Standing in the dark. Looking outside at the icy landscape. A distant porch light coming through the window making interesting patterns on the walls behind me and I’m sure across my tear streaked face. I’m not even sure why I’m sad. Maybe I have been holding in too much. Keeping strong, emotional and conflicted feelings bottled up inside me, which ultimately and without warning, find their way to the surface in the form of tears. Sitting here hours later, trying to make sense of what I’m feeling, I’m still not sure. It seems as there could be a number of possibilities, and frankly, they all sound trite and sophomoric. I think ultimately I miss my friend. My person I freak out to and that by saying it all out loud with, makes it okay. She is dealing with her own issues in life now, and me, the stronger of the two, doesn’t want to burden her with my baggage.

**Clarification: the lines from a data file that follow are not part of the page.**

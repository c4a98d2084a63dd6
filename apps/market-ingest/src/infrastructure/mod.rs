//! Infrastructure Layer - Adapters and external integrations.
//!
//! This layer contains the concrete implementations of the port interfaces
//! defined in the application layer.

/// Upstream broker adapters (REST crawler, live feed, frame codec).
pub mod vnd;

/// Alternate upstream source for symbols and history.
pub mod ssi;

/// HTTP client shared by the REST crawlers.
pub(crate) mod http_client;

/// Redis, InfluxDB and ticker registry adapters.
pub mod persistence;

/// Configuration loading.
pub mod config;

/// Health check HTTP endpoint.
pub mod health;

/// Prometheus metrics instrumentation.
pub mod metrics;

/// Logging and OpenTelemetry tracing integration.
pub mod telemetry;
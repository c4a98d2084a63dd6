//! Cached Ticker Registry
//!
//! `TickerRepository` persisted as one JSON document in the key-value cache.
//! Read-modify-write cycles are serialized per instance.

use std::collections::BTreeMap;
use std::sync::Arc;

use async_trait::async_trait;
use tokio::sync::Mutex;

use crate::application::ports::{
    KeyValueCache, TickerRepository, TickerRepositoryError, get_json, merge_new, set_json,
};
use crate::domain::Ticker;

/// Cache key holding the registry document.
pub const REGISTRY_KEY: &str = "Ticker:Registry";

type Registry = BTreeMap<String, Ticker>;

/// Ticker registry stored in the key-value cache.
pub struct CachedTickerRepository {
    cache: Arc<dyn KeyValueCache>,
    write_lock: Mutex<()>,
}

impl std::fmt::Debug for CachedTickerRepository {
    fn fmt(&self, f: &mut std::fmt::Formatter<'_>) -> std::fmt::Result {
        f.debug_struct("CachedTickerRepository")
            .field("key", &REGISTRY_KEY)
            .finish_non_exhaustive()
    }
}

impl CachedTickerRepository {
    /// Create a registry over `cache`.
    #[must_use]
    pub fn new(cache: Arc<dyn KeyValueCache>) -> Self {
        Self {
            cache,
            write_lock: Mutex::new(()),
        }
    }

    async fn load(&self) -> Result<Registry, TickerRepositoryError> {
        Ok(get_json::<Registry>(self.cache.as_ref(), REGISTRY_KEY)
            .await?
            .unwrap_or_default())
    }

    async fn save(&self, registry: &Registry) -> Result<(), TickerRepositoryError> {
        set_json(self.cache.as_ref(), REGISTRY_KEY, registry, None).await?;
        Ok(())
    }
}

#[async_trait]
impl TickerRepository for CachedTickerRepository {
    async fn list(&self) -> Result<Vec<Ticker>, TickerRepositoryError> {
        Ok(self.load().await?.into_values().collect())
    }

    async fn get(&self, symbol: &str) -> Result<Option<Ticker>, TickerRepositoryError> {
        Ok(self.load().await?.remove(symbol))
    }

    async fn insert_many(&self, tickers: &[Ticker]) -> Result<usize, TickerRepositoryError> {
        let _guard = self.write_lock.lock().await;
        let mut registry = self.load().await?;
        let inserted = merge_new(&mut registry, tickers);
        if inserted > 0 {
            self.save(&registry).await?;
            tracing::info!(inserted, total = registry.len(), "Ticker registry updated");
        }
        Ok(inserted)
    }

    async fn set_active(&self, symbol: &str, active: bool) -> Result<bool, TickerRepositoryError> {
        let _guard = self.write_lock.lock().await;
        let mut registry = self.load().await?;
        let Some(ticker) = registry.get_mut(symbol) else {
            return Ok(false);
        };
        ticker.is_active = active;
        self.save(&registry).await?;
        Ok(true)
    }
}
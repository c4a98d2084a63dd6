//! Bars and tickers.

use chrono::{DateTime, NaiveDate, Utc};
use serde::{Deserialize, Serialize};

/// One OHLCV price bar.
///
/// Identity is `(symbol, exchange, partition, timestamp)`; re-ingesting the
/// same identity replaces the stored bar.
#[derive(Debug, Clone, PartialEq, Serialize, Deserialize)]
pub struct Bar {
    /// Instrument symbol.
    pub symbol: String,
    /// Listing exchange; used as the time-series measurement.
    pub exchange: String,
    /// Bar open time (UTC).
    pub time: DateTime<Utc>,
    /// Open price.
    pub open: f64,
    /// High price.
    pub high: f64,
    /// Low price.
    pub low: f64,
    /// Close price.
    pub close: f64,
    /// Traded volume.
    pub volume: i64,
}

impl Bar {
    /// Bar time as unix seconds.
    #[must_use]
    pub fn timestamp(&self) -> i64 {
        self.time.timestamp()
    }

    /// UTC calendar day of the bar.
    #[must_use]
    pub fn day(&self) -> NaiveDate {
        self.time.date_naive()
    }
}

/// Newest timestamp in a batch, or `None` for an empty batch.
#[must_use]
pub fn max_timestamp(bars: &[Bar]) -> Option<i64> {
    bars.iter().map(Bar::timestamp).max()
}

/// A listed instrument.
#[derive(Debug, Clone, PartialEq, Eq, Serialize, Deserialize)]
pub struct Ticker {
    /// Unique symbol.
    pub symbol: String,
    /// Listing exchange.
    pub exchange: String,
    /// Full company name.
    pub full_name: String,
    /// Short display name.
    pub short_name: String,
    /// Instrument type (stock, ETF, ...).
    pub instrument_type: String,
    /// Whether the symbol is eligible for ingestion.
    pub is_active: bool,
}

impl Ticker {
    /// Create an inactive ticker with empty names.
    #[must_use]
    pub fn new(symbol: impl Into<String>, exchange: impl Into<String>) -> Self {
        Self {
            symbol: symbol.into(),
            exchange: exchange.into(),
            full_name: String::new(),
            short_name: String::new(),
            instrument_type: "Stock".to_string(),
            is_active: false,
        }
    }

    /// Builder-style active flag.
    #[must_use]
    pub const fn with_active(mut self, is_active: bool) -> Self {
        self.is_active = is_active;
        self
    }
}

I also miss a partner in crime. A man who gets it, you, and loves you anyway. Funny, they both serve similar interests, but very differently. I need them both in my life. They give me balance. They make me honest. They make me a better person.


2 comments:

Anonymous said...

i like how you said "partner in crime". it's how i think of that other person, too. not a girlfriend, or nothing spousal-my partner in crime. with all and everything it means.

Just a Girl said...

Exactly!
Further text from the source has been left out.